### The problem
Only the lines from the one containing "pub fn new(position: DVec3)" to the end of the records should be given again, word for word and in full.

Saved data entries:
=====

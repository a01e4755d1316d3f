use glam::{DVec3, DVec4};

use crate::{
    adjacency::compute_adjacency,
    cell::{Cell, CellKind},
    config::BuildOptions,
    error::BuildError,
    geometry::{bounding_tetrahedron, AABB},
    matrices::compute_matrices,
    tetrahedralize::{reorder, InsertionProcess},
    vertex::Vertex,
};

/// Builds and owns the probe tetrahedralization: the probe vertices, the
/// interior and exterior cells, their adjacency, and the per-cell bases the
/// runtime needs to locate a point and blend probes.
///
/// Interior cells come first in [`Delaunay::cells`], followed by exterior cells.
#[derive(Debug, Clone, Default)]
pub struct Delaunay {
    options: BuildOptions,
    pub(crate) vertices: Vec<Vertex>,
    pub(crate) cells: Vec<Cell>,
}

impl Delaunay {
    pub fn new() -> Self {
        Self::default()
    }

    pub fn with_options(options: BuildOptions) -> Self {
        Self {
            options,
            ..Default::default()
        }
    }

    pub fn options(&self) -> &BuildOptions {
        &self.options
    }

    /// Rebuild from `points`. On error the structure is left empty.
    pub fn build(&mut self, points: &[DVec3]) -> Result<(), BuildError> {
        self.reset();

        if points.len() < 4 {
            tracing::warn!(count = points.len(), "too few probes to tetrahedralize");
            return Err(BuildError::InsufficientPoints {
                count: points.len(),
            });
        }

        self.vertices = points.iter().copied().map(Vertex::new).collect();

        if let Err(err) = self.run() {
            self.reset();
            return Err(err);
        }

        debug_assert!(
            self.validate().is_ok(),
            "invalid tetrahedralization: {:?}",
            self.validate()
        );

        tracing::debug!(
            probes = self.vertices.len(),
            cells = self.cells.len(),
            "built probe tetrahedralization"
        );

        Ok(())
    }

    fn run(&mut self) -> Result<(), BuildError> {
        self.tetrahedralize()?;
        compute_adjacency(&mut self.vertices, &mut self.cells);
        compute_matrices(&self.vertices, &mut self.cells, &self.options)
    }

    fn tetrahedralize(&mut self) -> Result<(), BuildError> {
        let probe_count = self.vertices.len();

        let positions: Vec<DVec3> = self.vertices.iter().map(|v| v.position).collect();
        let bounds = AABB::from_points(&positions).ok_or(BuildError::InsufficientPoints {
            count: probe_count,
        })?;

        // the enclosing corners live at the end until insertion is done
        self.vertices.extend(
            bounding_tetrahedron(&bounds, self.options.super_cell_scale).map(Vertex::new),
        );
        let positions: Vec<DVec3> = self.vertices.iter().map(|v| v.position).collect();

        let mut process = InsertionProcess::new(&positions);
        process.add_points();
        let mut cells = process.finish();

        self.vertices.truncate(probe_count);

        if cells.is_empty() {
            tracing::warn!(probes = probe_count, "no tetrahedra after removing the enclosing cell");
            return Err(BuildError::EmptyTriangulation);
        }

        if self.options.reorder_cells {
            reorder(&mut cells, bounds.center());
        }

        tracing::debug!(probes = probe_count, tetrahedra = cells.len(), "tetrahedralized");

        self.cells = cells.into_iter().map(Cell::Interior).collect();
        Ok(())
    }

    pub fn reset(&mut self) {
        self.vertices.clear();
        self.cells.clear();
    }

    pub fn is_empty(&self) -> bool {
        self.cells.is_empty()
    }

    pub fn vertices(&self) -> &[Vertex] {
        &self.vertices
    }

    /// Mutable access for filling in probe coefficients after a build.
    pub fn vertices_mut(&mut self) -> &mut [Vertex] {
        &mut self.vertices
    }

    pub fn cells(&self) -> &[Cell] {
        &self.cells
    }

    pub fn cell(&self, index: usize) -> Option<&Cell> {
        self.cells.get(index)
    }

    pub fn interior_count(&self) -> usize {
        self.cells.iter().take_while(|c| c.is_interior()).count()
    }

    pub fn exterior_count(&self) -> usize {
        self.cells.len() - self.interior_count()
    }

    pub fn count_of(&self, kind: CellKind) -> usize {
        self.cells.iter().filter(|c| c.kind() == kind).count()
    }

    /// Barycentric weights of `point` in interior cell `cell`, ordered like the
    /// cell's vertices. `None` for exterior or missing cells.
    pub fn barycentric(&self, cell: usize, point: DVec3) -> Option<DVec4> {
        let interior = self.cells.get(cell)?.as_interior()?;
        let origin = self.vertices[interior.vertices[3]].position;
        Some(interior.barycentric(origin, point))
    }

    /// Split into the vertex and cell arrays, for serialization.
    pub fn into_parts(self) -> (Vec<Vertex>, Vec<Cell>) {
        (self.vertices, self.cells)
    }
}

// =============================================================================
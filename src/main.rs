use glam::DVec3;
use light_probe_delaunay::*;

fn main() {
    // a 4x4x4 probe grid, nudged off the lattice so no five probes share a sphere
    let points: Vec<DVec3> = (0..64)
        .map(|i: usize| {
            let cell = DVec3::new((i % 4) as f64, ((i / 4) % 4) as f64, (i / 16) as f64);
            let jitter = DVec3::new(
                ((i * 7919) % 13) as f64,
                ((i * 104_729) % 17) as f64,
                ((i * 1_299_709) % 19) as f64,
            );
            cell * 2.0 + jitter * 0.01
        })
        .collect();

    let mut delaunay = Delaunay::new();

    if let Err(err) = delaunay.build(&points) {
        eprintln!("build failed: {err}");
        return;
    }

    println!(
        "{} probes, {} tetrahedra, {} exterior cells ({} degenerate)",
        delaunay.vertices().len(),
        delaunay.interior_count(),
        delaunay.exterior_count(),
        delaunay.count_of(CellKind::ExteriorDegenerate),
    );

    match delaunay.validate() {
        Ok(()) => println!("valid"),
        Err(err) => println!("invalid: {err}"),
    }
}
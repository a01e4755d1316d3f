//! Delaunay tetrahedralization of light probes.
//!
//! [`Delaunay::build`] turns a cloud of probe positions into:
//!
//! - interior cells, the tetrahedra of the Delaunay tetrahedralization, each with
//!   the inverse basis that converts a point into barycentric weights;
//! - exterior cells, one per convex hull face, each with a basis for
//!   extrapolating along the blended probe normals beyond the hull;
//! - neighbour links between all of them, so a runtime can walk from any cell
//!   toward a query point.
//!
//! ```
//! use glam::DVec3;
//! use light_probe_delaunay::Delaunay;
//!
//! let mut delaunay = Delaunay::new();
//! delaunay
//!     .build(&[
//!         DVec3::new(0.0, 0.0, 0.0),
//!         DVec3::new(1.0, 0.0, 0.0),
//!         DVec3::new(0.0, 1.0, 0.0),
//!         DVec3::new(0.0, 0.0, 1.0),
//!     ])
//!     .unwrap();
//!
//! assert_eq!(delaunay.interior_count(), 1);
//! assert_eq!(delaunay.exterior_count(), 4);
//! ```

mod adjacency;
mod cell;
mod config;
mod delaunay;
mod error;
mod geometry;
mod matrices;
mod tetrahedralize;
mod topology;
mod validation;
mod vertex;

pub use cell::{Cell, CellKind, ExteriorCell, InteriorCell};
pub use config::{BuildOptions, ExteriorBasis};
pub use delaunay::Delaunay;
pub use error::{BuildError, ValidationError};
pub use geometry::{bounding_tetrahedron, Circumsphere, Tetrahedron, AABB};
pub use validation::DELAUNAY_TOLERANCE;
pub use vertex::Vertex;
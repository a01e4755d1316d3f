use glam::DVec3;

/// A light probe sample.
#[derive(Debug, Clone, PartialEq)]
pub struct Vertex {
    pub position: DVec3,
    /// Blended outward normal of the hull faces touching this probe. Zero for
    /// probes strictly inside the hull.
    pub normal: DVec3,
    /// Baked lighting data, filled in by the caller after a build.
    pub coefficients: Vec<DVec3>,
}

impl Vertex {
    pub fn new(position: DVec3) -> Self {
        Self {
            position,
            normal: DVec3::ZERO,
            coefficients: Vec::new(),
        }
    }

    pub fn is_on_hull(&self) -> bool {
        self.normal != DVec3::ZERO
    }
}

impl From<DVec3> for Vertex {
    fn from(position: DVec3) -> Self {
        Self::new(position)
    }
}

=====

### Written solution
    pub fn new(position: DVec3) -> Self {
        Self {
            position,
            normal: DVec3::ZERO,
            coefficients: Vec::new(),
        }
    }

    pub fn is_on_hull(&self) -> bool {
        self.normal != DVec3::ZERO
    }
}

impl From<DVec3> for Vertex {
    fn from(position: DVec3) -> Self {
        Self::new(position)
    }
}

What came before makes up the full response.